== PROBLEM TO WORK ON ==
Extract, from the listing that follows, each line containing the word "permits".

== TASK INPUTS ==
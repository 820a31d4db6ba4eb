//! Grant authorization model
//!
//! A grant gives a privilege on a resource to a role. Which resource types a
//! privilege applies to, which of them need a keyspace qualifier and which
//! name a specific object are fixed by Cassandra; this module holds those
//! tables, validates grants against them and renders the CQL for them.

pub mod identifier;
pub mod privilege;
pub mod resource_type;
pub mod statement;

pub use identifier::Identifier;
pub use privilege::Privilege;
pub use resource_type::ResourceType;
pub use statement::{render, Action};

use sha2::{Digest, Sha256};
use thiserror::Error;

#[derive(Debug, Clone, PartialEq, Eq, Error)]
pub enum ValidationError {
    #[error("{0} is not a valid privilege, must be one of all, create, alter, drop, select, modify, authorize, describe, execute")]
    UnknownPrivilege(String),

    #[error(
        "{0} is not a valid resource type, must be one of all functions, all functions in keyspace, \
         function, all keyspaces, keyspace, table, all roles, role, roles, mbean, mbeans, all mbeans"
    )]
    UnknownResourceType(String),

    #[error("{resource_type} resource not applicable for privilege {privilege} - valid resource types are {permitted}")]
    NotPermitted {
        privilege: Privilege,
        resource_type: ResourceType,
        permitted: String,
    },

    #[error("grantee must be set")]
    MissingGrantee,

    #[error("keyspace_name must be set for resource type {0}")]
    MissingKeyspace(ResourceType),

    #[error("{identifier} needs to be set when resource_type = {resource_type}")]
    MissingIdentifier {
        identifier: Identifier,
        resource_type: ResourceType,
    },
}

/// A validated grant. Keyspace and identifier are only present when the
/// resource type uses them.
#[derive(Debug, Clone, PartialEq, Eq, Hash)]
pub struct Grant {
    pub privilege: Privilege,
    pub resource_type: ResourceType,
    pub grantee: String,
    pub keyspace: Option<String>,
    pub identifier: Option<String>,
}

impl Grant {
    /// Stable identity of the grant: hex SHA-256 of its canonical form
    pub fn id(&self) -> String {
        let canonical = format!(
            "{{Privilege:{} ResourceType:{} Grantee:{} Keyspace:{} Identifier:{}}}",
            self.privilege,
            self.resource_type,
            self.grantee,
            self.keyspace.as_deref().unwrap_or_default(),
            self.identifier.as_deref().unwrap_or_default()
        );
        hex::encode(Sha256::digest(canonical.as_bytes()))
    }
}

fn non_empty(value: Option<&str>) -> Option<&str> {
    value.filter(|v| !v.is_empty())
}

/// Validate a grant tuple against the authorization tables.
///
/// Fails when the resource type is not permitted for the privilege, when a
/// keyspace-qualified type has no keyspace, or when a type naming a specific
/// object has no identifier.
pub fn validate(
    privilege: &str,
    resource_type: &str,
    grantee: &str,
    keyspace: Option<&str>,
    identifier: Option<&str>,
) -> Result<Grant, ValidationError> {
    let privilege: Privilege = privilege.parse()?;
    let resource_type: ResourceType = resource_type.parse()?;

    if !privilege.permits(resource_type) {
        let permitted = privilege
            .permitted_resource_types()
            .iter()
            .map(ResourceType::as_str)
            .collect::<Vec<_>>()
            .join(", ");
        return Err(ValidationError::NotPermitted {
            privilege,
            resource_type,
            permitted,
        });
    }

    if grantee.is_empty() {
        return Err(ValidationError::MissingGrantee);
    }

    let keyspace = if resource_type.requires_keyspace() {
        match non_empty(keyspace) {
            Some(keyspace) => Some(keyspace.to_string()),
            None => return Err(ValidationError::MissingKeyspace(resource_type)),
        }
    } else {
        None
    };

    let identifier = match resource_type.identifier() {
        Some(attribute) => match non_empty(identifier) {
            Some(identifier) => Some(identifier.to_string()),
            None => {
                return Err(ValidationError::MissingIdentifier {
                    identifier: attribute,
                    resource_type,
                })
            }
        },
        None => None,
    };

    Ok(Grant {
        privilege,
        resource_type,
        grantee: grantee.to_string(),
        keyspace,
        identifier,
    })
}

#[cfg(test)]
#[allow(clippy::disallowed_methods)]
mod tests {
    use super::*;

    #[test]
    fn every_pair_outside_the_table_fails() {
        for privilege in Privilege::ALL {
            for resource_type in ResourceType::ALL {
                let result = validate(
                    privilege.as_str(),
                    resource_type.as_str(),
                    "app_user",
                    Some("shop"),
                    Some("target"),
                );
                if privilege.permits(resource_type) {
                    assert!(result.is_ok(), "{} on {}", privilege, resource_type);
                } else {
                    assert!(
                        matches!(result, Err(ValidationError::NotPermitted { .. })),
                        "{} on {} should be rejected",
                        privilege,
                        resource_type
                    );
                }
            }
        }
    }

    #[test]
    fn keyspace_qualified_types_need_a_keyspace() {
        for resource_type in ResourceType::ALL
            .into_iter()
            .filter(ResourceType::requires_keyspace)
        {
            let privilege = Privilege::ALL
                .into_iter()
                .find(|p| p.permits(resource_type))
                .unwrap();

            for keyspace in [None, Some("")] {
                let err = validate(
                    privilege.as_str(),
                    resource_type.as_str(),
                    "app_user",
                    keyspace,
                    Some("target"),
                )
                .unwrap_err();
                assert_eq!(err, ValidationError::MissingKeyspace(resource_type));
            }
        }
    }

    #[test]
    fn identifier_types_need_an_identifier() {
        let err = validate("select", "table", "app_user", Some("shop"), None).unwrap_err();
        assert_eq!(
            err.to_string(),
            "table_name needs to be set when resource_type = table"
        );

        let err = validate("select", "mbeans", "app_user", None, Some("")).unwrap_err();
        assert!(matches!(
            err,
            ValidationError::MissingIdentifier {
                identifier: Identifier::MbeanPattern,
                ..
            }
        ));
    }

    #[test]
    fn unused_qualifiers_are_dropped() {
        let grant = validate(
            "create",
            "all keyspaces",
            "app_user",
            Some("shop"),
            Some("orders"),
        )
        .unwrap();
        assert_eq!(grant.keyspace, None);
        assert_eq!(grant.identifier, None);
    }

    #[test]
    fn not_permitted_message_lists_valid_types() {
        let err = validate("describe", "table", "app_user", Some("shop"), Some("t")).unwrap_err();
        assert_eq!(
            err.to_string(),
            "table resource not applicable for privilege describe - valid resource types are all roles, all mbeans"
        );
    }

    #[test]
    fn unknown_spellings_are_rejected() {
        assert!(matches!(
            validate("read", "table", "u", Some("k"), Some("t")),
            Err(ValidationError::UnknownPrivilege(_))
        ));
        assert!(matches!(
            validate("select", "tables", "u", Some("k"), Some("t")),
            Err(ValidationError::UnknownResourceType(_))
        ));
    }

    #[test]
    fn empty_grantee_is_rejected() {
        assert_eq!(
            validate("describe", "all roles", "", None, None),
            Err(ValidationError::MissingGrantee)
        );
    }

    #[test]
    fn id_is_stable_and_distinguishes_grants() {
        let grant = validate("select", "table", "app_user", Some("shop"), Some("orders")).unwrap();
        assert_eq!(
            grant.id(),
            "4aa8ca1cdc1baaeb0e151ae75c05563a49bc53c63db34a5e4540b29fa8e5018a"
        );

        let other = validate("modify", "table", "app_user", Some("shop"), Some("orders")).unwrap();
        assert_ne!(grant.id(), other.id());
        assert_eq!(grant.id(), grant.clone().id());
    }
}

== RESULT FOR THIS EXERCISE ==
    if !privilege.permits(resource_type) {
                if privilege.permits(resource_type) {
                .find(|p| p.permits(resource_type))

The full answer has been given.